Apenas me encerré en la habitación, noté la presencia de un silencio áspero, soez e implacable, como si me hubiesen arrojado al polo norte, a cientos de kilómetros del siguiente hombre. Supongo que era la mezcla de soledad suprema y frío antiguo. Me pareció que la temperatura que había allí dentro era todavía la original del siglo XII, cuando llegaron los primeros monjes al lugar y dijeron: «Aquí». Pero te acostumbras. Es hermoso que el silencio te penetre los huesos. Después de unas horas moviendo comas de un lado a otro, como si fuesen piedras, te vas a la cama. Entonces, aquel silencio trasparente que casi te dejaba ver las estrellas a través del techo, se resquebraja como una galleta. Oyes un ruido pequeño, lejano, que casi se confunde con las crepitaciones del frío. Es un muelle. Parece una tontería, porque solo es un ruidito. Pero hostias. Cada vez que te mueves, el somier chirría. Te hace pensar en esas personas que hablan en voz baja, pero no se callan nunca. Max Aub cuenta en ‘Crímenes ejemplares’ cómo una noche una pareja de esas, charlatanas, acabó en casa de un amigo. No había tenido más remedio que invitarlos a cenar. Y ellos venga a tomar copas de coñac. Y a hablar. Eran las dos de la mañana y no tenían trazas de marcharse. Hablaban por los codos, por las coyunturas. «Yo no podía apartar mi pensamiento del reloj, porque mirarlo no podía, ya que ante todo está la buena educación». La grosería no rezaba con él. «Mi mamá, que se quedó viuda joven, me ha inculcado los mejores principios». No es que tuviera mucho sueño, pero pensaba en el que tendría al día siguiente. Si no dormía ocho horas era un hombre perdido. Y los invitados venga a hablar. Que si el presidente. Que si la ópera. Que si el casimir inglés. Ginger Rogers, Lana Turner, Dolores del Río. Y él que odiaba el cine. Entonces, cuando no pudo más, mató a los invitados. Prefirió eso a ser grosero.
Es inevitable desvelarse ante una cama que renquea, así que te levantas y retomas el ‘toque’ del libro. Cuando te das cuenta, es hora de ir a misa. Los monjes te esperan para laudes.
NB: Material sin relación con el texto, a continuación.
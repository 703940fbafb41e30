//! Axum routers for the HTTP service and the function-trigger shapes.

use std::sync::Arc;

use axum::{
    body::Bytes,
    extract::{rejection::QueryRejection, Query, State},
    http::{HeaderMap, StatusCode},
    response::{IntoResponse, Response},
    routing::{get, post},
    Json, Router,
};
use chrono::{DateTime, Utc};
use serde_json::{json, Value as JsonValue};
use tokio::net::TcpListener;
use tracing::{info, warn};
use wxraw_core::{default_date, IngestError, Provenance, DATE_FORMAT};
use wxraw_ingest::forward::{FETCHED_AT_HEADER, SOURCE_URL_HEADER};
use wxraw_ingest::{RunParams, Services};
use wxraw_source::now_timestamp;

pub const CRATE_NAME: &str = "wxraw-web";
pub const SERVICE_NAME: &str = "wxraw";

#[derive(Clone)]
pub struct AppState {
    pub services: Arc<Services>,
}

impl AppState {
    pub fn new(services: Services) -> Self {
        Self {
            services: Arc::new(services),
        }
    }
}

/// Error body for the service routes: `{status, error, kind}` with the mapped status.
#[derive(Debug)]
pub struct ApiError(IngestError);

impl From<IngestError> for ApiError {
    fn from(err: IngestError) -> Self {
        Self(err)
    }
}

impl IntoResponse for ApiError {
    fn into_response(self) -> Response {
        let status =
            StatusCode::from_u16(self.0.http_status()).unwrap_or(StatusCode::INTERNAL_SERVER_ERROR);
        warn!(error = %self.0, kind = self.0.kind(), %status, "request failed");
        (
            status,
            Json(json!({
                "status": "error",
                "error": self.0.to_string(),
                "kind": self.0.kind(),
            })),
        )
            .into_response()
    }
}

pub fn app(state: AppState) -> Router {
    Router::new()
        .route("/", get(index_handler))
        .route("/health", get(health_handler))
        .route("/weather", get(weather_handler))
        .route("/run", post(run_handler))
        .route("/ingest", post(ingest_handler))
        .route("/write", post(write_handler))
        .with_state(Arc::new(state))
}

/// Single-endpoint router for function-style hosting.
pub fn function_app(state: AppState) -> Router {
    Router::new()
        .route("/", get(function_handler).post(function_handler))
        .with_state(Arc::new(state))
}

pub async fn serve(router: Router, port: u16) -> anyhow::Result<()> {
    let listener = TcpListener::bind(("0.0.0.0", port)).await?;
    info!(port, "listening");
    axum::serve(listener, router)
        .with_graceful_shutdown(shutdown_signal())
        .await?;
    Ok(())
}

async fn shutdown_signal() {
    if let Err(err) = tokio::signal::ctrl_c().await {
        warn!(error = %err, "failed to listen for shutdown signal");
        std::future::pending::<()>().await;
    }
}

async fn index_handler() -> Json<JsonValue> {
    Json(json!({
        "service": SERVICE_NAME,
        "version": env!("CARGO_PKG_VERSION"),
    }))
}

async fn health_handler(State(state): State<Arc<AppState>>) -> Json<JsonValue> {
    let config = &state.services.config;
    Json(json!({
        "status": "ok",
        "has_api_key": state.services.source.has_credential(),
        "location_default": config.defaults.location,
        "date_default": config
            .defaults
            .date
            .unwrap_or_else(|| default_date(Utc::now()))
            .format(DATE_FORMAT)
            .to_string(),
        "sink": config.sink.backend.as_str(),
        "bq_project": config.sink.target.project,
        "bq_dataset": config.sink.target.dataset,
        "bq_table": config.sink.target.table,
        "writer_configured": state.services.forward.is_some(),
    }))
}

async fn weather_handler(
    State(state): State<Arc<AppState>>,
    Query(params): Query<RunParams>,
) -> Result<Json<JsonValue>, ApiError> {
    let (_request, payload) = state.services.direct.fetch_only(&params).await?;
    Ok(Json(payload))
}

async fn run_handler(
    State(state): State<Arc<AppState>>,
    Query(params): Query<RunParams>,
) -> Result<Json<JsonValue>, ApiError> {
    let report = state.services.direct.run(&params).await?;
    Ok(Json(report.to_json("ok")))
}

async fn ingest_handler(
    State(state): State<Arc<AppState>>,
    Query(params): Query<RunParams>,
) -> Result<Json<JsonValue>, ApiError> {
    let pipeline = state.services.forward.as_ref().ok_or_else(|| {
        IngestError::ConfigurationMissing("WRITER_URL is not configured".into())
    })?;
    let report = pipeline.run(&params).await?;
    Ok(Json(report.to_json("sent")))
}

async fn write_handler(
    State(state): State<Arc<AppState>>,
    headers: HeaderMap,
    body: Bytes,
) -> Result<Json<JsonValue>, ApiError> {
    let payload: JsonValue = serde_json::from_slice(&body)
        .map_err(|err| IngestError::InvalidRequest(format!("body is not valid JSON: {err}")))?;
    if !payload.is_object() {
        return Err(IngestError::InvalidRequest("body must be a JSON object".into()).into());
    }

    let provenance = write_provenance(
        header_str(&headers, SOURCE_URL_HEADER),
        &payload,
        state.services.config.default_source_url.as_deref(),
    );
    let fetched_at = match header_str(&headers, FETCHED_AT_HEADER) {
        Some(value) => DateTime::parse_from_rfc3339(value)
            .map(|ts| ts.with_timezone(&Utc))
            .map_err(|err| {
                IngestError::InvalidRequest(format!("{FETCHED_AT_HEADER} is not RFC 3339: {err}"))
            })?,
        None => now_timestamp(),
    };

    let outcome = state
        .services
        .writer
        .write_raw(&payload, provenance, fetched_at)
        .await?;
    Ok(Json(json!({
        "status": "ok",
        "table": outcome.table,
        "inserted": outcome.inserted,
    })))
}

fn header_str<'a>(headers: &'a HeaderMap, name: &str) -> Option<&'a str> {
    headers
        .get(name)
        .and_then(|v| v.to_str().ok())
        .map(str::trim)
        .filter(|v| !v.is_empty())
}

/// Header, then `_meta.source_url` in the body, then the configured default.
pub fn write_provenance(
    header: Option<&str>,
    payload: &JsonValue,
    default_source_url: Option<&str>,
) -> Provenance {
    let embedded = payload
        .get("_meta")
        .and_then(|meta| meta.get("source_url"))
        .and_then(JsonValue::as_str);
    Provenance::from_optional(
        [header, embedded, default_source_url]
            .into_iter()
            .flatten()
            .map(str::trim)
            .find(|v| !v.is_empty()),
    )
}

async fn function_handler(
    State(state): State<Arc<AppState>>,
    query: Result<Query<RunParams>, QueryRejection>,
    body: Bytes,
) -> Response {
    let query = match query {
        Ok(Query(query)) => query,
        Err(rejection) => {
            let err = IngestError::InvalidRequest(rejection.body_text());
            return function_error(&err);
        }
    };
    let from_body: JsonValue = serde_json::from_slice(&body).unwrap_or(JsonValue::Null);
    let body_field = |name: &str| {
        from_body
            .get(name)
            .and_then(JsonValue::as_str)
            .map(str::trim)
            .filter(|v| !v.is_empty())
            .map(str::to_string)
    };
    let params = RunParams::new(
        body_field("location").or(query.location),
        body_field("date").or(query.date),
    );

    match state.services.direct.run(&params).await {
        Ok(report) => (StatusCode::OK, Json(report.to_json("success"))).into_response(),
        Err(err) => function_error(&err),
    }
}

fn function_error(err: &IngestError) -> Response {
    warn!(error = %err, kind = err.kind(), "function invocation failed");
    (
        StatusCode::INTERNAL_SERVER_ERROR,
        Json(json!({"status": "error", "error": err.to_string()})),
    )
        .into_response()
}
Te olvidas del muelle. Rezas porque a la noche no rechine. Es todo lo que le pides a la vida. El gregoriano te calma lentamente. Hay una restitución del silencio, incluso de la soledad. Las misas ya siempre son así, tú y unos pocos. A veces ni eso. Xosé Luis Fortes me contó que hace años, paseando por Outeiro de Laxe (Allariz), llegó a una vieja capilla. Empujó la puerta, casi por inercia. Al fondo advirtió la figura de un hombre con casulla morada. Misaba en soledad. Fortes se extrañó vagamente, pero de pronto se sobrecogió. Acababa de descubrir que en la iglesia había cinco perros sentados, siguiendo la prédica, como si entendiesen. Supongo que todos estamos un poco solos.